Abstract

With few exceptions (see Marquez Villanueva 1966, 1976; Weissberger 1992; and Rohland de langbehn 1989), most approaches to Diego de San Pedro's Carcel de Amor have dwelled on the work's formal or generic aspects, its place in the emotive universe of courtly love and sentimental fiction, or questions regarding the identity and the possible religious affiliations of its author (see chiefly Whinnom 1974; and Rohland de langbehn 1989), often separating the work from the identifiable historical human context in which it was conceived.

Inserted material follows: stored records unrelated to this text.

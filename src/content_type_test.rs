use std::collections::HashMap;

use chrono::{TimeZone, Utc};

use crate::error::ApiError;
use crate::ContentType;

#[test]
fn canonical_strings_match_the_wire_format() {
    let expected = [
        (ContentType::AzureActiveDirectory, "Audit.AzureActiveDirectory"),
        (ContentType::Exchange, "Audit.Exchange"),
        (ContentType::SharePoint, "Audit.SharePoint"),
        (ContentType::General, "Audit.General"),
        (ContentType::Dlp, "DLP.All"),
    ];
    for (ct, s) in expected {
        assert_eq!(ct.as_str(), s);
        assert_eq!(ct.to_string(), s);
    }
}

#[test]
fn all_lists_every_stream_once() {
    assert_eq!(ContentType::ALL.len(), 5);
    let mut seen = ContentType::ALL.to_vec();
    seen.sort();
    seen.dedup();
    assert_eq!(seen.len(), 5);
}

#[test]
fn parsing_round_trips_the_canonical_form() {
    for ct in ContentType::ALL {
        assert_eq!(ct.as_str().parse::<ContentType>().unwrap(), ct);
    }
}

#[test]
fn unknown_strings_are_rejected() {
    for input in ["", "Audit.Bogus", "audit.exchange", "DLP.ALL"] {
        match input.parse::<ContentType>() {
            Err(ApiError::UnknownContentType { value }) => assert_eq!(value, input),
            other => panic!("expected unknown content type for {input:?}, got {other:?}"),
        }
    }
}

#[test]
fn serializes_as_the_canonical_string() {
    let json = serde_json::to_string(&ContentType::Exchange).unwrap();
    assert_eq!(json, "\"Audit.Exchange\"");

    let back: ContentType = serde_json::from_str(&json).unwrap();
    assert_eq!(back, ContentType::Exchange);

    assert!(serde_json::from_str::<ContentType>("\"Audit.Bogus\"").is_err());
}

#[test]
fn works_as_a_json_map_key() {
    let t = Utc.with_ymd_and_hms(2024, 3, 5, 7, 9, 0).unwrap();
    let mut map = HashMap::new();
    map.insert(ContentType::General, t);

    let json = serde_json::to_string(&map).unwrap();
    assert!(json.contains("\"Audit.General\""));

    let back: HashMap<ContentType, chrono::DateTime<Utc>> = serde_json::from_str(&json).unwrap();
    assert_eq!(back.get(&ContentType::General), Some(&t));
}
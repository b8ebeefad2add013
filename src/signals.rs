//! OS signal handling for graceful watcher shutdown.
//!
//! [`wait_for_shutdown_signal`] completes when the process receives a
//! termination signal; callers typically cancel the watcher's
//! [`CancellationToken`](tokio_util::sync::CancellationToken) in
//! response.
//!
//! On Unix the handled signals are SIGHUP, SIGINT, SIGTERM and SIGQUIT,
//! with [`tokio::signal::ctrl_c`] awaited as a fallback. Elsewhere only
//! ctrl-c is awaited.

#[cfg(unix)]
pub async fn wait_for_shutdown_signal() -> std::io::Result<()> {
    use tokio::signal::unix::{signal, SignalKind};

    let mut sighup = signal(SignalKind::hangup())?;
    let mut sigint = signal(SignalKind::interrupt())?;
    let mut sigterm = signal(SignalKind::terminate())?;
    let mut sigquit = signal(SignalKind::quit())?;

    tokio::select! {
        _ = tokio::signal::ctrl_c() => {},
        _ = sighup.recv() => {},
        _ = sigint.recv() => {},
        _ = sigterm.recv() => {},
        _ = sigquit.recv() => {},
    }
    Ok(())
}

#[cfg(not(unix))]
pub async fn wait_for_shutdown_signal() -> std::io::Result<()> {
    tokio::signal::ctrl_c().await
}
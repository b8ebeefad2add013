//! # HTTP client for the Office 365 Management Activity API.
//!
//! Operations live under
//! `https://manage.office.com/api/v1.0/{tenant_id}/activity/feed/{operation}`.
//!
//! [`Client`] performs the five feed operations; [`ActivityApi`] is the
//! seam the watcher consumes, so tests and alternative transports can
//! stand in for the real endpoint. Authentication is a collaborator
//! concern: pass a `reqwest::Client` that injects the bearer token
//! (client-credentials flow against
//! `https://login.windows.net/{tenant_domain}/oauth2/token`).

use std::time::Duration;

use async_trait::async_trait;
use chrono::{DateTime, Utc};
use log::debug;
use reqwest::header::{HeaderMap, ACCEPT, USER_AGENT};
use reqwest::{Method, Response, StatusCode};
use serde::Deserialize;
use url::Url;

use crate::content::Content;
use crate::content_type::ContentType;
use crate::error::ApiError;
use crate::params::QueryParams;
use crate::resource::AuditRecord;
use crate::subscription::{Subscription, Webhook};

/// Default API host.
pub const DEFAULT_BASE_URL: &str = "https://manage.office.com";

const DEFAULT_VERSION: &str = "v1.0";
const DEFAULT_TIMEOUT: Duration = Duration::from_secs(5);
const NEXT_PAGE_HEADER: &str = "NextPageUri";

/// The five feed operations the watcher and its callers invoke.
#[async_trait]
pub trait ActivityApi: Send + Sync + 'static {
    /// Lists the current subscriptions together with their webhooks.
    async fn subscriptions(&self) -> Result<Vec<Subscription>, ApiError>;

    /// Starts (or re-enables) a subscription for the given content type,
    /// optionally registering a webhook.
    async fn start_subscription(
        &self,
        ct: ContentType,
        webhook: Option<&Webhook>,
    ) -> Result<Subscription, ApiError>;

    /// Stops the subscription for the given content type.
    async fn stop_subscription(&self, ct: ContentType) -> Result<(), ApiError>;

    /// Lists the content blobs available for retrieval inside the given
    /// window, following pagination to exhaustion.
    async fn content(
        &self,
        ct: ContentType,
        start: Option<DateTime<Utc>>,
        end: Option<DateTime<Utc>>,
    ) -> Result<Vec<Content>, ApiError>;

    /// Retrieves the batch of audit records behind a content id.
    async fn audit(&self, content_id: &str) -> Result<Vec<AuditRecord>, ApiError>;
}

/// Concrete [`ActivityApi`] over HTTP.
pub struct Client {
    http: reqwest::Client,
    base_url: Url,
    version: String,
    user_agent: String,
    timeout: Duration,
    tenant_id: String,
    publisher_identifier: String,
}

impl Client {
    /// Creates a client for the given tenant.
    ///
    /// `http` is typically a pre-authenticated `reqwest::Client`; `None`
    /// builds a plain one, which can only reach endpoints that accept
    /// anonymous calls (useful against stub servers). An empty
    /// `publisher_identifier` falls back to the tenant id, mirroring how
    /// the upstream accounts quotas.
    pub fn new(
        http: Option<reqwest::Client>,
        tenant_id: impl Into<String>,
        publisher_identifier: &str,
    ) -> Result<Self, ApiError> {
        let tenant_id = tenant_id.into();
        let publisher_identifier = if publisher_identifier.is_empty() {
            tenant_id.clone()
        } else {
            publisher_identifier.to_string()
        };
        Ok(Self {
            http: http.unwrap_or_default(),
            base_url: Url::parse(DEFAULT_BASE_URL)?,
            version: DEFAULT_VERSION.to_string(),
            user_agent: format!("auditfeed/{}", env!("CARGO_PKG_VERSION")),
            timeout: DEFAULT_TIMEOUT,
            tenant_id,
            publisher_identifier,
        })
    }

    /// Overrides the API host, e.g. to point at a stub server.
    pub fn with_base_url(mut self, base_url: Url) -> Self {
        self.base_url = base_url;
        self
    }

    /// Overrides the per-request timeout.
    pub fn with_timeout(mut self, timeout: Duration) -> Self {
        self.timeout = timeout;
        self
    }

    fn base_params(&self) -> QueryParams {
        let mut params = QueryParams::new();
        params.publisher_identifier(&self.publisher_identifier);
        params
    }

    pub(crate) fn endpoint(&self, operation: &str) -> Result<Url, ApiError> {
        let path = format!(
            "/api/{}/{}/activity/feed/{}",
            self.version, self.tenant_id, operation
        );
        Ok(self.base_url.join(&path)?)
    }

    async fn request(
        &self,
        method: Method,
        operation: &str,
        params: &QueryParams,
        body: Option<&Webhook>,
    ) -> Result<Response, ApiError> {
        let url = self.endpoint(operation)?;
        debug!("request: {method} {url}");
        let mut request = self
            .http
            .request(method, url)
            .query(params.as_pairs())
            .header(ACCEPT, "application/json")
            .header(USER_AGENT, &self.user_agent)
            .timeout(self.timeout);
        if let Some(body) = body {
            request = request.json(body);
        }
        check_response(request.send().await?).await
    }
}

#[async_trait]
impl ActivityApi for Client {
    async fn subscriptions(&self) -> Result<Vec<Subscription>, ApiError> {
        let params = self.base_params();
        let response = self
            .request(Method::GET, "subscriptions/list", &params, None)
            .await?;
        Ok(response.json().await?)
    }

    async fn start_subscription(
        &self,
        ct: ContentType,
        webhook: Option<&Webhook>,
    ) -> Result<Subscription, ApiError> {
        let mut params = self.base_params();
        params.content_type(Some(ct))?;
        let response = self
            .request(Method::POST, "subscriptions/start", &params, webhook)
            .await?;
        Ok(response.json().await?)
    }

    async fn stop_subscription(&self, ct: ContentType) -> Result<(), ApiError> {
        let mut params = self.base_params();
        params.content_type(Some(ct))?;
        self.request(Method::POST, "subscriptions/stop", &params, None)
            .await?;
        Ok(())
    }

    async fn content(
        &self,
        ct: ContentType,
        start: Option<DateTime<Utc>>,
        end: Option<DateTime<Utc>>,
    ) -> Result<Vec<Content>, ApiError> {
        let mut params = self.base_params();
        params.content_type(Some(ct))?;
        params.start_end_time(start, end)?;

        let mut out = Vec::new();
        loop {
            let response = self
                .request(Method::GET, "subscriptions/content", &params, None)
                .await?;
            let cursor = next_page_cursor(response.headers())?;
            let page: Vec<Content> = response.json().await?;
            out.extend(page);
            match cursor {
                Some(cursor) => params.next_page(&cursor),
                None => break,
            }
        }
        Ok(out)
    }

    async fn audit(&self, content_id: &str) -> Result<Vec<AuditRecord>, ApiError> {
        if content_id.is_empty() {
            return Err(ApiError::BadRequest {
                message: "contentId must not be empty".into(),
            });
        }
        let params = QueryParams::new();
        let response = self
            .request(Method::GET, &format!("audit/{content_id}"), &params, None)
            .await?;
        Ok(response.json().await?)
    }
}

/// Extracts the pagination cursor from a `NextPageUri` response header.
///
/// Absent header means the listing is complete. A header whose URI lacks
/// a non-empty `nextpage` query parameter is an error: continuing would
/// silently truncate the listing.
pub(crate) fn next_page_cursor(headers: &HeaderMap) -> Result<Option<String>, ApiError> {
    let Some(value) = headers.get(NEXT_PAGE_HEADER) else {
        return Ok(None);
    };
    let uri = value.to_str().map_err(|_| ApiError::NextPageCursor)?;
    let uri = Url::parse(uri)?;
    let cursor = uri
        .query_pairs()
        .find(|(key, _)| key == "nextpage")
        .map(|(_, value)| value.into_owned())
        .filter(|cursor| !cursor.is_empty());
    cursor.map(Some).ok_or(ApiError::NextPageCursor)
}

/// Body shape the API uses to report failures.
#[derive(Debug, Deserialize)]
struct ErrorBody {
    error: ErrorDetail,
}

#[derive(Debug, Deserialize)]
struct ErrorDetail {
    code: String,
    message: String,
}

async fn check_response(response: Response) -> Result<Response, ApiError> {
    let status = response.status();
    if status.is_success() {
        return Ok(response);
    }
    let message = match response.json::<ErrorBody>().await {
        Ok(body) => format!("{}: {}", body.error.code, body.error.message),
        Err(_) => status.to_string(),
    };
    Err(match status {
        StatusCode::BAD_REQUEST => ApiError::BadRequest { message },
        StatusCode::NOT_FOUND => ApiError::NotFound { message },
        status => ApiError::Status {
            status: status.as_u16(),
            message,
        },
    })
}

Yet Carcel de Amor's explicit portrayal of the enactment of justice at court, plus its mention of important historical events and contemporary historically-important place names from the closing years of the fifteenth century – the war against Granada, Sierra Morena, and the dominion of Penafiel – as well as its dedication to Diego Fernandez de Cordoba, alcaide de los donceles , husband of Dona Juana Pacheco, a kinswoman of the influential Tellez-Giron family of the lords of Penafiel, requires that close attention be paid to the work's social and political ramifications. The numerous references to contemporary personages and events in Carcel signal both its author's and the work's links to an immediate historical moment and its propinquity to one of the most powerful nobiliary clans of late fifteenth-century Castile, the Girones, bitter enemies of Fernando and Isabel.